Cuando el doctor Rangan Chatterjee, de Reino Unido, recibió por primera vez a un chico de 16 años que se había autolesionado y había acabado en urgencias, lo primero que pensó fue en darle antidepresivos.

“Pero hablé con él y me pareció que su uso de las redes sociales estaba teniendo un impacto negativo en su salud”. Así que en lugar de medicarlo le propuso una solución simple: debía intentar desengancharse de las redes sociales.

Al principio eliminando su uso una hora antes de acostarse y, con el paso de varias semanas, aumentándolo a dos horas por la mañana y dos horas antes de irse a dormir. “Después de seis meses dijo que se sentía significativamente mejor y recibí una carta de su madre que decía que estaba más contento en el colegio y más integrado en la comunidad”.

Un estudio de 2017 de la Royal Society of Public Health de Reino Unido, con 1.500 jóvenes de 11 a 25 años, concluyó que Snapchat e Instagram eran las redes sociales que con mayor probabilidad inspiraban sentimientos de ansiedad y de ser inadecuado.

Siete de cada diez dijeron que Instagram les hacía sentirse peor sobre su imagen corporal, la mitad dijo que Instagram y Facebook exacerbaban su ansiedad y dos tercios que Facebook empeoraba el ciberacoso. Shirley Cramer, que lideró el estudio, concluyó que las redes sociales ahora están “intrínsecamente vinculadas a la salud mental“.

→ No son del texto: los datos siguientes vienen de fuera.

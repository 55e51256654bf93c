use chrono::Utc;
use std::fs;
use std::io::Write;
use std::path::{Path, PathBuf};
use tracing::{debug, warn};

use super::types::{SCHEMA_VERSION, WorkflowState};
use crate::errors::StateError;

const ARCHIVE_DIR: &str = "archive";

/// Workflow ids double as file names: `[A-Za-z0-9._-]`, non-empty, no `..`.
pub fn validate_id(id: &str) -> Result<(), StateError> {
    let valid = !id.is_empty()
        && !id.contains("..")
        && id
            .chars()
            .all(|c| c.is_ascii_alphanumeric() || matches!(c, '.' | '_' | '-'));
    if valid {
        Ok(())
    } else {
        Err(StateError::InvalidId { id: id.to_string() })
    }
}

/// Active records that parsed, and the ones that didn't.
#[derive(Debug, Default)]
pub struct Listing {
    pub records: Vec<WorkflowState>,
    pub corrupt: Vec<StateError>,
}

/// File-per-record workflow store.
///
/// There is no in-process locking: exactly one orchestrator process
/// read-modify-writes a given record at a time.
#[derive(Debug, Clone)]
pub struct StateStore {
    root: PathBuf,
}

impl StateStore {
    pub fn new(root: impl Into<PathBuf>) -> Self {
        Self { root: root.into() }
    }

    pub fn root(&self) -> &Path {
        &self.root
    }

    fn active_path(&self, id: &str) -> PathBuf {
        self.root.join(format!("{}.json", id))
    }

    fn archive_path(&self, id: &str) -> PathBuf {
        self.root.join(ARCHIVE_DIR).join(format!("{}.json", id))
    }

    /// Load an active record. Never falls back to a default.
    pub fn get(&self, id: &str) -> Result<WorkflowState, StateError> {
        validate_id(id)?;
        read_record(id, &self.active_path(id))
    }

    /// `get`, with a missing record mapped to `None`.
    pub fn find(&self, id: &str) -> Result<Option<WorkflowState>, StateError> {
        match self.get(id) {
            Ok(state) => Ok(Some(state)),
            Err(StateError::NotFound { .. }) => Ok(None),
            Err(e) => Err(e),
        }
    }

    /// Load a record whether it is active or archived.
    pub fn find_any(&self, id: &str) -> Result<Option<WorkflowState>, StateError> {
        if let Some(state) = self.find(id)? {
            return Ok(Some(state));
        }
        match read_record(id, &self.archive_path(id)) {
            Ok(state) => Ok(Some(state)),
            Err(StateError::NotFound { .. }) => Ok(None),
            Err(e) => Err(e),
        }
    }

    /// Persist a record atomically and bump `updated_at`.
    ///
    /// An archived record is written under `archive/` and its active file, if
    /// any, is removed.
    pub fn put(&self, state: &mut WorkflowState) -> Result<(), StateError> {
        validate_id(&state.id)?;
        state.updated_at = Utc::now();
        let target = if state.archived {
            self.archive_path(&state.id)
        } else {
            self.active_path(&state.id)
        };
        debug!(workflow = %state.id, status = %state.status, path = %target.display(), "writing workflow record");

        let mut buf = serde_json::to_string_pretty(state).map_err(|e| StateError::Corrupt {
            id: state.id.clone(),
            reason: format!("serialize: {}", e),
        })?;
        buf.push('\n');
        write_atomic(&target, &buf)?;

        if state.archived {
            let active = self.active_path(&state.id);
            match fs::remove_file(&active) {
                Ok(()) => {}
                Err(e) if e.kind() == std::io::ErrorKind::NotFound => {}
                Err(source) => return Err(StateError::Io { path: active, source }),
            }
        }
        Ok(())
    }

    /// All active records, oldest first. Corrupt files are reported, not dropped.
    pub fn list(&self) -> Result<Listing, StateError> {
        let mut listing = Listing::default();
        let entries = match fs::read_dir(&self.root) {
            Ok(entries) => entries,
            Err(e) if e.kind() == std::io::ErrorKind::NotFound => return Ok(listing),
            Err(source) => {
                return Err(StateError::Io {
                    path: self.root.clone(),
                    source,
                });
            }
        };

        for entry in entries.flatten() {
            let path = entry.path();
            if !path.is_file() || path.extension().and_then(|e| e.to_str()) != Some("json") {
                continue;
            }
            let Some(id) = path.file_stem().and_then(|s| s.to_str()) else {
                continue;
            };
            match read_record(id, &path) {
                Ok(state) => listing.records.push(state),
                Err(e) => listing.corrupt.push(e),
            }
        }
        listing
            .records
            .sort_by(|a, b| (a.created_at, &a.id).cmp(&(b.created_at, &b.id)));
        Ok(listing)
    }

    /// Mark archived and move under `archive/`. Absent or already archived
    /// records are a no-op.
    pub fn archive(&self, id: &str) -> Result<(), StateError> {
        let Some(mut state) = self.find(id)? else {
            debug!(workflow = %id, "nothing to archive");
            return Ok(());
        };
        state.archived = true;
        self.put(&mut state)
    }
}

fn read_record(id: &str, path: &Path) -> Result<WorkflowState, StateError> {
    let contents = match fs::read_to_string(path) {
        Ok(c) => c,
        Err(e) if e.kind() == std::io::ErrorKind::NotFound => {
            return Err(StateError::NotFound { id: id.to_string() });
        }
        Err(e) => {
            return Err(StateError::Corrupt {
                id: id.to_string(),
                reason: format!("unreadable: {}", e),
            });
        }
    };

    let state: WorkflowState =
        serde_json::from_str(&contents).map_err(|e| StateError::Corrupt {
            id: id.to_string(),
            reason: e.to_string(),
        })?;

    if state.id != id {
        return Err(StateError::Corrupt {
            id: id.to_string(),
            reason: format!("record carries id '{}'", state.id),
        });
    }
    if state.schema_version > SCHEMA_VERSION {
        warn!(
            workflow = %id,
            version = state.schema_version,
            supported = SCHEMA_VERSION,
            "workflow record written by a newer version; reading known fields only"
        );
    }
    Ok(state)
}

/// Write to `<path>.tmp`, fsync, then rename over `path`.
fn write_atomic(path: &Path, contents: &str) -> Result<(), StateError> {
    let io_err = |path: &Path| {
        let path = path.to_path_buf();
        move |source| StateError::Io { path, source }
    };
    let parent = path.parent().unwrap_or_else(|| Path::new("."));
    fs::create_dir_all(parent).map_err(io_err(parent))?;

    let tmp_path = path.with_extension("json.tmp");
    let mut file = fs::File::create(&tmp_path).map_err(io_err(&tmp_path))?;
    file.write_all(contents.as_bytes())
        .map_err(io_err(&tmp_path))?;
    file.sync_all().map_err(io_err(&tmp_path))?;
    drop(file);

    fs::rename(&tmp_path, path).map_err(io_err(path))?;
    Ok(())
}

#[cfg(test)]
mod tests {
    use super::*;
    use crate::phase::{Phase, WorkflowStatus};
    use tempfile::tempdir;

    fn store() -> (tempfile::TempDir, StateStore) {
        let dir = tempdir().unwrap();
        let store = StateStore::new(dir.path().join("workflows"));
        (dir, store)
    }

    #[test]
    fn test_validate_id() {
        assert!(validate_id("wf-local-1-ab12cd34").is_ok());
        assert!(validate_id("a.b_c").is_ok());
        assert!(validate_id("").is_err());
        assert!(validate_id("../etc").is_err());
        assert!(validate_id("a/b").is_err());
        assert!(validate_id("a b").is_err());
    }

    #[test]
    fn test_put_then_get() {
        let (_dir, store) = store();
        let mut state = WorkflowState::new("wf-1", "local#1");
        state.issue_title = "Fix login".to_string();
        state.transition(WorkflowStatus::Planning).unwrap();
        state.mark_completed(Phase::Plan);
        let before = state.updated_at;
        store.put(&mut state).unwrap();
        assert!(state.updated_at >= before);

        let loaded = store.get("wf-1").unwrap();
        assert_eq!(loaded, state);
        assert!(!store.root().join("wf-1.json.tmp").exists());
    }

    #[test]
    fn test_get_missing_is_not_found() {
        let (_dir, store) = store();
        assert!(matches!(
            store.get("wf-none"),
            Err(StateError::NotFound { .. })
        ));
        assert!(store.find("wf-none").unwrap().is_none());
    }

    #[test]
    fn test_get_corrupt_never_defaults() {
        let (_dir, store) = store();
        fs::create_dir_all(store.root()).unwrap();
        fs::write(store.root().join("wf-bad.json"), "{ not json").unwrap();
        match store.get("wf-bad") {
            Err(StateError::Corrupt { id, .. }) => assert_eq!(id, "wf-bad"),
            other => panic!("Expected Corrupt, got {:?}", other),
        }
        assert!(store.find("wf-bad").is_err());
    }

    #[test]
    fn test_get_rejects_mismatched_id() {
        let (_dir, store) = store();
        let mut state = WorkflowState::new("wf-a", "local#1");
        store.put(&mut state).unwrap();
        fs::rename(store.root().join("wf-a.json"), store.root().join("wf-b.json")).unwrap();
        assert!(matches!(store.get("wf-b"), Err(StateError::Corrupt { .. })));
    }

    #[test]
    fn test_get_rejects_invalid_id() {
        let (_dir, store) = store();
        assert!(matches!(
            store.get("../x"),
            Err(StateError::InvalidId { .. })
        ));
    }

    #[test]
    fn test_newer_schema_version_is_read() {
        let (_dir, store) = store();
        fs::create_dir_all(store.root()).unwrap();
        let json = r#"{
            "schema_version": 7,
            "id": "wf-new",
            "issue_ref": "local#2",
            "added_later": [1, 2, 3],
            "created_at": "2026-01-01T00:00:00Z",
            "updated_at": "2026-01-01T00:00:00Z"
        }"#;
        fs::write(store.root().join("wf-new.json"), json).unwrap();
        let state = store.get("wf-new").unwrap();
        assert_eq!(state.schema_version, 7);
        assert_eq!(state.issue_ref, "local#2");
    }

    #[test]
    fn test_list_reports_corrupt_records() {
        let (_dir, store) = store();
        let mut a = WorkflowState::new("wf-a", "local#1");
        let mut b = WorkflowState::new("wf-b", "local#2");
        store.put(&mut a).unwrap();
        store.put(&mut b).unwrap();
        fs::write(store.root().join("wf-c.json"), "garbage").unwrap();
        fs::write(store.root().join("notes.txt"), "ignored").unwrap();

        let listing = store.list().unwrap();
        let ids: Vec<&str> = listing.records.iter().map(|s| s.id.as_str()).collect();
        assert_eq!(ids, vec!["wf-a", "wf-b"]);
        assert_eq!(listing.corrupt.len(), 1);
    }

    #[test]
    fn test_list_empty_root() {
        let (_dir, store) = store();
        let listing = store.list().unwrap();
        assert!(listing.records.is_empty());
        assert!(listing.corrupt.is_empty());
    }

    #[test]
    fn test_archive_moves_record_and_is_idempotent() {
        let (_dir, store) = store();
        let mut state = WorkflowState::new("wf-1", "local#1");
        store.put(&mut state).unwrap();

        store.archive("wf-1").unwrap();
        assert!(!store.root().join("wf-1.json").exists());
        assert!(store.root().join("archive/wf-1.json").exists());
        assert!(store.find("wf-1").unwrap().is_none());
        let archived = store.find_any("wf-1").unwrap().unwrap();
        assert!(archived.archived);

        store.archive("wf-1").unwrap();
        store.archive("wf-never").unwrap();
        assert!(store.list().unwrap().records.is_empty());
    }
}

“Se han convertido en el espacio en el que formamos y construimos relaciones, nos expresamos y aprendemos del mundo que nos rodea”. Aunque Facebook, Twitter e Instagram oficialmente prohíben cuentas de menores de 13 años, en la práctica no pueden verificar la edad de sus usuarios, y ese es uno de los problemas que las autoridades británicas de la salud le han planteado a las redes sociales.

¿Qué pueden hacer los padres?

La psiquiatra ha visto también lo difícil que esta experiencia puede ser para los padres. Ha oído el caso de algunos que duermen con el router para asegurarse de que sus niños no se conecten a la red inalámbrica en medio de la noche.

Estas son algunas recomendaciones que expertos y padres han compartido:

  • Supervisa cuánto tiempo se pasan los niños en internet y asegúrate de que no interfiere con actividades como socializar, comer, dormir o hacer ejercicio.
  • Considera prohibir los aparatos electrónicos durante las comidas y una hora antes de dormir.
  • Habla regularmente con los niños sobre lo que hacen en internet, qué compartieron hoy, de quién se hicieron amigos y cómo les afecta a su estado de ánimo.